A promise to pay money can arise in many contexts. If you buy a car on credit, you promise to make the monthly payments plus interest in a promissory note. If you sell your business, the buyer may promise to pay a portion of the purchase price over time. If you are a seller of goods or services, you may extend trade credit where the customer promises to pay in the future based on agreed terms. Promises to pay money in the future are very common in our credit based economy.
A promise to pay money in the future is just that – a promise — and nothing more. Promises to pay money can be oral or they can be written. These are nothing more than basic contracts giving the payee the right to receive payment and placing upon the obligor the duty to make payments as agreed. If the obligor breaches his or her promise to pay the payee is left with a lawsuit, which can be drawn out and expensive. Suppose you sell me your business and I promise to pay you a portion of the purchase price over the next 5 years along with 6% annual interest. Immediately after the sale, I own your business, and you own the right to be paid as agreed, usually represented by a promissory note. If I default, you have the right to sue me in court. That is not much solace since you no longer own the business which you probably worked very hard to build.
There are, however, ways to secure a promise to pay money which substantially increase the likelihood of full payment. Consider the following:
Pledge of Stock. In the context of a sale of a business, if the business is a corporation or other entity, the buyer of the business can be required to pledge his ownership in the business back to the seller as security for the obligation to pay the balance of the purchase price. This can take the form of a pledge of the shares of stock of the company, or a pledge of its physical assets. If the buyer defaults in payment, the seller would have the right to take back the business to satisfy the debt.

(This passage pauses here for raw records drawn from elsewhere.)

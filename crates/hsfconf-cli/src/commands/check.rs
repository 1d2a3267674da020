//! Check command implementation.

use crate::cli::ScanArgs;
use crate::config::BootstrapConfig;
use crate::error::Result;
use crate::output::Formatter;

/// Print only the scan report.
pub fn execute_check(args: ScanArgs, formatter: &Formatter) -> Result<()> {
    let config = BootstrapConfig::from_file(&args.path)?;
    let (_, report) = super::scan(&config);

    println!("{}", formatter.format_report(&report)?);

    report.ensure_success()?;
    Ok(())
}
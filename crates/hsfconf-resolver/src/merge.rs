//! Precedence merging of configuration layers
//!
//! A value is taken from the most specific layer that actually sets it:
//! declared metadata, then the declaration-level override, then the
//! fallback. Strings are unset when blank, optional values when `None`,
//! and signed integers when equal to [`UNSET_INT`].

/// Sentinel for "no integer override" at descriptor boundaries
pub const UNSET_INT: i64 = -1;

/// Whether a configuration value is actually set
pub trait Presence {
    /// `true` if the value should win over lower layers
    fn is_present(&self) -> bool;
}

impl Presence for str {
    fn is_present(&self) -> bool {
        !self.trim().is_empty()
    }
}

impl Presence for &str {
    fn is_present(&self) -> bool {
        (**self).is_present()
    }
}

impl Presence for String {
    fn is_present(&self) -> bool {
        self.as_str().is_present()
    }
}

impl Presence for i32 {
    fn is_present(&self) -> bool {
        i64::from(*self) != UNSET_INT
    }
}

impl Presence for i64 {
    fn is_present(&self) -> bool {
        *self != UNSET_INT
    }
}

impl Presence for u32 {
    fn is_present(&self) -> bool {
        true
    }
}

impl<T: Presence> Presence for Option<T> {
    fn is_present(&self) -> bool {
        self.as_ref().is_some_and(Presence::is_present)
    }
}

/// Pick the highest-priority present value
///
/// # Examples
///
/// ```
/// use hsfconf_resolver::merge;
///
/// assert_eq!(merge("2.0.0", "", "1.0.0"), "2.0.0");
/// assert_eq!(merge("", "1.1.0", "1.0.0"), "1.1.0");
/// assert_eq!(merge("", "", "1.0.0"), "1.0.0");
/// assert_eq!(merge(-1, 500, 3000), 500);
/// ```
pub fn merge<T: Presence>(declared: T, override_value: T, fallback: T) -> T {
    if declared.is_present() {
        declared
    } else if override_value.is_present() {
        override_value
    } else {
        fallback
    }
}

/// Keep an optional string only if it has text
pub fn non_blank(value: Option<String>) -> Option<String> {
    value.filter(|v| v.is_present())
}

UCC-1 Filings. If you are a seller of goods on credit, you can take a security interest in the goods you are selling. Buyers are often required to grant the seller a security interest in the goods being sold. Sometimes the seller receives a blanket lien on the buyer’s inventory. In the event of default, the seller can reclaim the inventory in the hands of the buyer. Credit sales of equipment usually are secured by a UCC lien.
Mortgages. Perhaps the most familiar form of security for payment is the mortgage on real estate. Mortgages recorded against real estate usually secure loans obtained to purchase the real estate. The promise to pay the loan is secured by a lien on the property, which can be foreclosed if there is a default in payment. However, mortgages on real estate can also be used to secure other promises. If I buy your business and promise to pay you part of the purchase price in the future, that promise can also be secured by a mortgage on real estate. It is not uncommon for buyers of businesses to pledge their personal homes as partial security for seller financing.
Personal Guarantees. Promises to pay money in the future are often made by corporations or other limited liability entities which are notoriously undercapitalized. If I sell equipment to your corporation, your corporation’s promise to pay for the equipment may be worthless from an economic standpoint. It is common to require the owners of a corporation to personally guarantee the payment and performance by the corporation of its monetary obligations. Banks usually will not loan money to small corporations without receiving a personal guarantee from the owners of the corporation. Small businesses can likewise require personal guarantees from the owners of a customer’s business, which is something we strongly recommend.
Smart lenders and sellers do not extend credit without proper security. Before extending trade credit you should consider obtaining a personal guarantee and other security from your buyer. If you are selling your business you should always take back a security interest in the business if you extend financing to your buyer. Even personal loans to “friends” should have proper security in case your friend should become unfriendly in the future. This is one area that we strongly recommend “belt and suspenders”.